Amazon Web Services (AWS) has announced its first-generation quantum computing chip, named Ocelot. According to the company, this new chip is designed to potentially reduce the costs associated with implementing quantum error correction by as much as 90%.

Quantum research is a rapidly evolving field, attracting substantial investments from countries like the United States and China. Tech giants are also intensely competing to advance this still-experimental technology.
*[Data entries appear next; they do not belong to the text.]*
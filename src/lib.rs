//! lanwatch - LAN inventory scan orchestrator
//!
//! Drives nmap sweeps and a recon REST service on a schedule, keeps a
//! device registry with per-method liveness, and controls ARP bans through
//! the same service.

pub mod config;
pub mod discovery;
pub mod disruption;
pub mod error;
pub mod monitor;
pub mod recon;
pub mod reconcile;
pub mod runner;
pub mod scheduler;
pub mod store;
pub mod utils;

// Re-export commonly used types
pub use config::{DaemonConfig, ProbeMode, ReconSettings};
pub use discovery::{parse_nmap_output, HostInfo, Method, Observations};
pub use disruption::{DisruptionController, ProtectionPolicy, TargetAdmin};
pub use error::{RetryPolicy, WatchError, WatchResult};
pub use monitor::{JournalKind, MonitorExit, MonitorRegistry};
pub use recon::{ClientPool, ClientProvider, ReconApi, Role};
pub use reconcile::{ReconcileStats, Reconciler};
pub use runner::{ScanRequest, ScanRunner};
pub use scheduler::{Scheduler, SchedulerStatus};
pub use store::Database;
Ocelot was developed by the AWS Center for Quantum Computing, located at the California Institute of Technology. Oskar Painter, AWS Director of Quantum Hardware, stated, “With the recent advancements in quantum research, it is no longer a matter of if, but when practical, fault-tolerant quantum computers will be available for real-world applications. Ocelot is an important step on that journey.” He further explained, “In the future, quantum chips built according to the Ocelot architecture could cost as little as one-fifth of current approaches, due to the drastically reduced number of resources required for error correction. Concretely, we believe this will accelerate our timeline to a practical quantum computer by up to five years.”
A significant challenge in quantum computing stems from the sensitivity of quantum computers to environmental ‘noise,’ including vibrations, heat, and electromagnetic interference from devices like cell phones and Wi-Fi networks, as Amazon noted in a media release. Painter emphasized, “The biggest challenge isn’t just building more qubits. It’s making them work reliably.”
To mitigate these challenges, quantum computers employ quantum error correction, utilizing special encodings of quantum information across numerous qubits. However, current approaches to quantum error correction have been very costly because of the sheer number of qubits needed for accurate operations.
To address the limitations of existing quantum error correction methods, researchers at AWS developed Ocelot. The company stated that Ocelot was designed from the ground up with “built in” error correction.
Scientists at AWS have published their findings in the journal Nature.
Amazon is the third major tech firm to reveal a new experimental chip. Microsoft recently unveiled its Majorana 1 chip, which uses a “topoconductor” material, described by the company as an entirely new state of matter. Google’s Willow is also believed to aid in addressing errors in quantum systems.